Some physicians in Boston and around the country are skeptical that stopping Medicaid payments will have the desired effect of improving patient safety. The CEO of the American Medical Association said that the Medicaid policy is unwise.

"Simply not paying for complications or conditions, that, while extremely regrettable, are not entirely preventable, is a blunt approach that is not effective or wise for patients or the Medicare or Medicaid program," he said.

The CEO said that the medical association also took issue with the Medicaid rule's provision that allows states to expand the list of medical malpractice "never events" that will not receive Medicaid coverage.

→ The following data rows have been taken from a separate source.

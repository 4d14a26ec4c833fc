//! Integration tests for transport configuration and middleware.

use hammer::tower::util::MapRequestLayer;
use hammer::{HyperTransport, Request, RequestSpec};
use wiremock::{
    Mock, MockServer, ResponseTemplate,
    matchers::{header, method, path},
};

/// Test that logging middleware doesn't break request/response flow.
#[tokio::test]
async fn test_logging_middleware() {
    let mock_server = MockServer::start().await;

    Mock::given(method("GET"))
        .and(path("/logged"))
        .respond_with(ResponseTemplate::new(200).set_body_json(serde_json::json!({"logged": true})))
        .mount(&mock_server)
        .await;

    let transport = HyperTransport::builder().with_debug_logging().build();

    let response = RequestSpec::new()
        .get()
        .with_url(format!("{}/logged", mock_server.uri()))
        .with_basic_auth("user", "pass")
        .dispatch(&transport)
        .await
        .expect("response");

    assert!(response.is_success());
}

/// Test that configured headers are sent, and request headers take precedence.
#[tokio::test]
async fn test_default_headers() {
    let mock_server = MockServer::start().await;

    Mock::given(method("GET"))
        .and(path("/configured"))
        .and(header("User-Agent", "inventory-sync/2.1"))
        .and(header("X-Tenant", "override"))
        .and(header("Accept", "application/json"))
        .respond_with(ResponseTemplate::new(200))
        .expect(1)
        .mount(&mock_server)
        .await;

    let transport = HyperTransport::builder()
        .user_agent("inventory-sync/2.1")
        .default_header("X-Tenant", "default")
        .default_header("Accept", "application/json")
        .build();

    let response = RequestSpec::new()
        .get()
        .with_url(format!("{}/configured", mock_server.uri()))
        .with_header("x-tenant", "override")
        .dispatch(&transport)
        .await
        .expect("response");

    assert!(response.is_success());
}

/// Test that a custom tower layer sees the finalized request.
#[tokio::test]
async fn test_custom_layer() {
    let mock_server = MockServer::start().await;

    Mock::given(method("PUT"))
        .and(path("/employees/3"))
        .and(header("X-Request-Id", "req-1"))
        .respond_with(ResponseTemplate::new(200))
        .expect(1)
        .mount(&mock_server)
        .await;

    let transport = HyperTransport::builder()
        .with_logging()
        .layer(MapRequestLayer::new(|mut request: Request| {
            request
                .headers_mut()
                .insert("X-Request-Id".to_string(), "req-1".to_string());
            request
        }))
        .build();

    let response = RequestSpec::new()
        .put()
        .with_url(format!("{}/employees", mock_server.uri()))
        .with_id(3)
        .with_raw_body("payload")
        .dispatch(&transport)
        .await
        .expect("response");

    assert!(response.is_success());
}
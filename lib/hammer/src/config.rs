//! Transport configuration types.

use std::collections::HashMap;

/// Default `User-Agent` sent by [`HyperTransport`](crate::HyperTransport).
pub const DEFAULT_USER_AGENT: &str = concat!("hammer/", env!("CARGO_PKG_VERSION"));

/// Configuration for [`HyperTransport`](crate::HyperTransport).
///
/// Values here only fill gaps: a header already present on the request is
/// never overwritten.
#[derive(Debug, Clone)]
pub struct TransportConfig {
    /// `User-Agent` header value; `None` sends no user agent.
    pub user_agent: Option<String>,
    /// Headers added to every request that does not already carry them.
    pub default_headers: HashMap<String, String>,
}

impl Default for TransportConfig {
    fn default() -> Self {
        Self {
            user_agent: Some(DEFAULT_USER_AGENT.to_string()),
            default_headers: HashMap::new(),
        }
    }
}

impl TransportConfig {
    /// Create a new configuration builder.
    #[must_use]
    pub fn builder() -> TransportConfigBuilder {
        TransportConfigBuilder::default()
    }

    /// Headers to add to a request: the default headers plus `User-Agent`.
    pub(crate) fn headers(&self) -> impl Iterator<Item = (&str, &str)> {
        self.default_headers
            .iter()
            .map(|(name, value)| (name.as_str(), value.as_str()))
            .chain(
                self.user_agent
                    .as_deref()
                    .map(|agent| ("User-Agent", agent)),
            )
    }
}

/// Builder for [`TransportConfig`], starting from the defaults.
#[derive(Debug, Clone, Default)]
pub struct TransportConfigBuilder {
    config: TransportConfig,
}

impl TransportConfigBuilder {
    /// Set the `User-Agent` header value.
    #[must_use]
    pub fn user_agent(mut self, user_agent: impl Into<String>) -> Self {
        self.config.user_agent = Some(user_agent.into());
        self
    }

    /// Send no `User-Agent` header.
    #[must_use]
    pub fn without_user_agent(mut self) -> Self {
        self.config.user_agent = None;
        self
    }

    /// Add a header sent with every request.
    #[must_use]
    pub fn default_header(mut self, name: impl Into<String>, value: impl Into<String>) -> Self {
        self.config
            .default_headers
            .insert(name.into(), value.into());
        self
    }

    /// Build the configuration.
    #[must_use]
    pub fn build(self) -> TransportConfig {
        self.config
    }
}
//! Body serialization utilities.

use std::sync::Arc;

use bytes::Bytes;

use crate::{Error, Result};

/// Content type for request bodies.
#[derive(Debug, Clone, Copy, PartialEq, Eq, Hash)]
pub enum ContentType {
    /// JSON content type (`application/json`).
    Json,
    /// Form URL-encoded content type (`application/x-www-form-urlencoded`).
    FormUrlEncoded,
    /// Plain text content type (`text/plain`).
    PlainText,
    /// Binary content type (`application/octet-stream`).
    OctetStream,
}

impl ContentType {
    /// Get the MIME type string.
    #[must_use]
    pub const fn as_str(&self) -> &'static str {
        match self {
            Self::Json => "application/json",
            Self::FormUrlEncoded => "application/x-www-form-urlencoded",
            Self::PlainText => "text/plain",
            Self::OctetStream => "application/octet-stream",
        }
    }
}

impl std::fmt::Display for ContentType {
    fn fmt(&self, f: &mut std::fmt::Formatter<'_>) -> std::fmt::Result {
        f.write_str(self.as_str())
    }
}

/// Serialize a value to JSON bytes.
///
/// Works for records and for maps alike; maps keyed by `String` in a
/// `BTreeMap` serialize with sorted keys.
///
/// # Errors
///
/// Returns an error if JSON serialization fails.
///
/// # Example
///
/// ```
/// use hammer_core::to_json;
/// use serde::Serialize;
///
/// #[derive(Serialize)]
/// struct Employee { name: String, job_title: String }
///
/// let employee = Employee { name: "Ada".to_string(), job_title: "engineer".to_string() };
/// let bytes = to_json(&employee).expect("serialize");
/// assert_eq!(bytes.as_ref(), br#"{"name":"Ada","job_title":"engineer"}"#);
/// ```
pub fn to_json<T: serde::Serialize + ?Sized>(value: &T) -> Result<Bytes> {
    serde_json::to_vec(value)
        .map(Bytes::from)
        .map_err(Into::into)
}

/// Serialize a value to form URL-encoded bytes.
///
/// Uses `serde_html_form`, so `Vec<T>` fields become repeated form fields
/// (e.g., `tags=a&tags=b`).
///
/// # Errors
///
/// Returns an error if form serialization fails (e.g. nested structures).
///
/// # Example
///
/// ```
/// use hammer_core::to_form;
/// use serde::Serialize;
///
/// #[derive(Serialize)]
/// struct Login { username: String, password: String }
///
/// let login = Login { username: "alice".to_string(), password: "secret".to_string() };
/// let bytes = to_form(&login).expect("serialize");
/// assert_eq!(bytes.as_ref(), b"username=alice&password=secret");
/// ```
pub fn to_form<T: serde::Serialize + ?Sized>(value: &T) -> Result<Bytes> {
    serde_html_form::to_string(value)
        .map(|s| Bytes::from(s.into_bytes()))
        .map_err(|e| Error::FormSerialization(Arc::new(e)))
}

/// Serialize a value to a query string (without the leading `?`).
///
/// # Errors
///
/// Returns an error if query serialization fails.
pub fn to_query_string<T: serde::Serialize + ?Sized>(value: &T) -> Result<String> {
    serde_html_form::to_string(value).map_err(|e| Error::QuerySerialization(Arc::new(e)))
}
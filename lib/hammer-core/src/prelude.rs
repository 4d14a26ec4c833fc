//! Prelude module for convenient imports.
//!
//! ```
//! use hammer_core::prelude::*;
//! ```

pub use crate::{
    BasicAuth, ContentType, Error, Method, Request, RequestSpec, Response, Result, Transport,
    to_form, to_json,
};
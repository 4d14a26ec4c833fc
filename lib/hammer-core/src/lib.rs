//! Core types for the hammer fluent HTTP request builder.
//!
//! This crate provides the foundational types used by hammer:
//! - [`RequestSpec`] - fluent, error-latching request description
//! - [`Method`] - the nine HTTP verbs
//! - [`Request`] - finalized request handed to a transport
//! - [`Response`] - status and raw body reported by a transport
//! - [`Transport`] - the capability that actually sends requests
//! - [`Error`] and [`Result`] - Error handling
//!
//! The flow is: configure a [`RequestSpec`], call [`RequestSpec::build`] to
//! surface any latched error, then [`RequestSpec::dispatch`] it through a
//! [`Transport`].

mod body;
mod builder;
mod client;
mod error;
mod method;
pub mod prelude;
mod request;
mod response;

pub use body::{ContentType, to_form, to_json, to_query_string};
pub use builder::{BasicAuth, RequestSpec};
pub use client::Transport;
pub use error::{Error, Result};
pub use method::Method;
pub use request::Request;
pub use response::Response;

The list of preventable conditions no longer covered by Medicaid under the new rule includes spine, neck, shoulder and elbow injures as well as certain types of comas, among other things. Burns, falls and trauma, dislocations, and wrong site surgery are also no longer covered as of July 2011.

The executive director of the National Association of Medicaid Directors said that the rule is a first step in a national discussion of medical quality. The director also stressed that the effort to improve quality in both the Medicaid and Medicare programs is an important, but added that such improvements should be done in a coordinated fashion.